Human nature is such a funny thing. We all have it and it takes us over for no reason at all. There is no way of controlling it. It is almost unexplainable when you think about it. We all have our beliefs and ways of living which have nothing to do with the true realities of human nature. I looked up the definition of human nature and this is what it said:
Human nature refers to the distinguishing characteristics, including ways of thinking, feeling and acting, that humans tend to have naturally.
I do believe we are all born with the same human nature and it is our own thoughts, upbringing, surroundings and such that teach us to believe in one way or another. Whether that is religion, politics, or other social issues that we all seem to agree or disagree on. Either way, whatever we believe it is our own sort of human nature I suppose.
The human nature I am referring to is that of love. I believe when things are going well for us our human nature allows us to take everything around us for granted. I am not talking about the material things but more the people and the love that surrounds us. I find every time I am slammed down with my illness I long to just be with Rich or my family. Just knowing someone is there is enough for me at that time. When I am ill it seems that is all that matters, to know that someone cares. It is enough at that time. I don't care much about stuff, going out or buying something for myself that I want or think I might need. I don't care if we are out of food or whatever, who cares is where I am at. At that time all I can think about is a warm hand on my leg, a hug, or a shoulder to cry on and getting out of the hell I am suffering. Life shrinks to that level when you are ill. All else is just meaningless crap, besides the love. Oh and the drugs but I won't go there.
Now when I begin to feel better all of that changes and human nature takes over once again. As soon as I feel better I start to think outside my illness box. Hummmm I want to spend some money, just get out, even if it is a movie, going to Dollar General or Walgreens. My world gets a little bigger. I get more touchy with Rich and more argumentative, like my usual self. I start to let all the little things I hear or see annoy me. I want to speak out and disagree with people. Yes, that is my nature. I love a good arguement espeically when I am right, which is most of the time. hahaha! I like this no one to argue back so as usual I am right. LOL
I am laughing as I am getting ready at noon to go out tonight with my girls. It will take me that long to get myself together, especially since I haven't been out in a while and I have to wear this damn push up bra :) Ahhhh my own selfish human nature. Feeding into the world that I have to look a certain way to go out in public. But for me it is different. I have a strong appreciation for my human nature which isn't there on many days except to sit and mend. I appreciate that this bra can make me look and feel better about my outward appearance when I know inside it looks like a mudslide. Ugly and angry. So why can't I let my human nature take over? Once in a while I do deserve to feel good on the outside because it helps me clean up the inside. If that makes any sense at all to anyone, it does to me. Although I am pretty sure by the time they get here I am going to be so wore out I won't want to go but I will push on! I will put on the face, I will go, and I will have fun. I will pay for it for a few days but it will be worth it!

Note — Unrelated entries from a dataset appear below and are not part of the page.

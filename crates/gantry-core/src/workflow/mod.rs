//! Workflow configuration entities
//!
//! Canonical in-memory representations of the entities a workflow
//! definition document declares. Each entity has exactly one canonical
//! shape here, no matter which shorthand the document used.

pub mod volume;

pub use volume::{Volume, Volumes, DEFAULT_VOLUME_DRIVER};
//! Decoder error types

use thiserror::Error;

/// Decoder error
///
/// Raised when a document node's shape does not match the structure the
/// target entity expects. Messages carry the field and the node kinds
/// involved; positional context (line/column) is the caller's job.
#[derive(Error, Debug)]
pub enum DecodeError {
    /// Malformed YAML text
    #[error("YAML parsing error: {0}")]
    Yaml(#[from] serde_yaml::Error),

    /// Missing required field
    #[error("Missing required field: {field}")]
    MissingField { field: String },

    /// Node shape does not match the field's expected kind
    #[error("Type mismatch for field '{field}': expected {expected}, got {actual}")]
    TypeMismatch {
        field: String,
        expected: String,
        actual: String,
    },

    /// Structurally valid node with an unusable value
    #[error("Invalid value for field '{field}': {message}")]
    InvalidValue { field: String, message: String },
}

/// Result type for decoder operations
pub type Result<T> = std::result::Result<T, DecodeError>;
//! Gantry Core - Core types for the Gantry workflow engine
//!
//! This crate provides the canonical configuration types shared across
//! the Gantry ecosystem. Workflow definition documents are decoded into
//! these types by the `gantry-parser` crate; everything downstream
//! (compilation, scheduling, execution) consumes them as-is.

pub mod workflow;

// Re-export commonly used types
pub use workflow::{Volume, Volumes};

Human nature. What a concept. What a truth. Watch the next time you are out in public as human nature surrounds you. Selfishness at times but kindness also from someone you have never met. I always find it extremely entertaining to go out in public because I don't do it very much. Human nature/behavior has always fascinated me.
So as I prepare to get myself ready to go out into the world I think I will meditate on my own human nature. I will think about, hopefully, having the opportunity to help someone while I am out there. A smile, a listening ear, a kindness to someone who is working at a place I may go. Something that goes beyond a normal everyday human nature to something bigger and better. I hope you are able to do the same with your day and your life as your human nature takes you down this rode called life.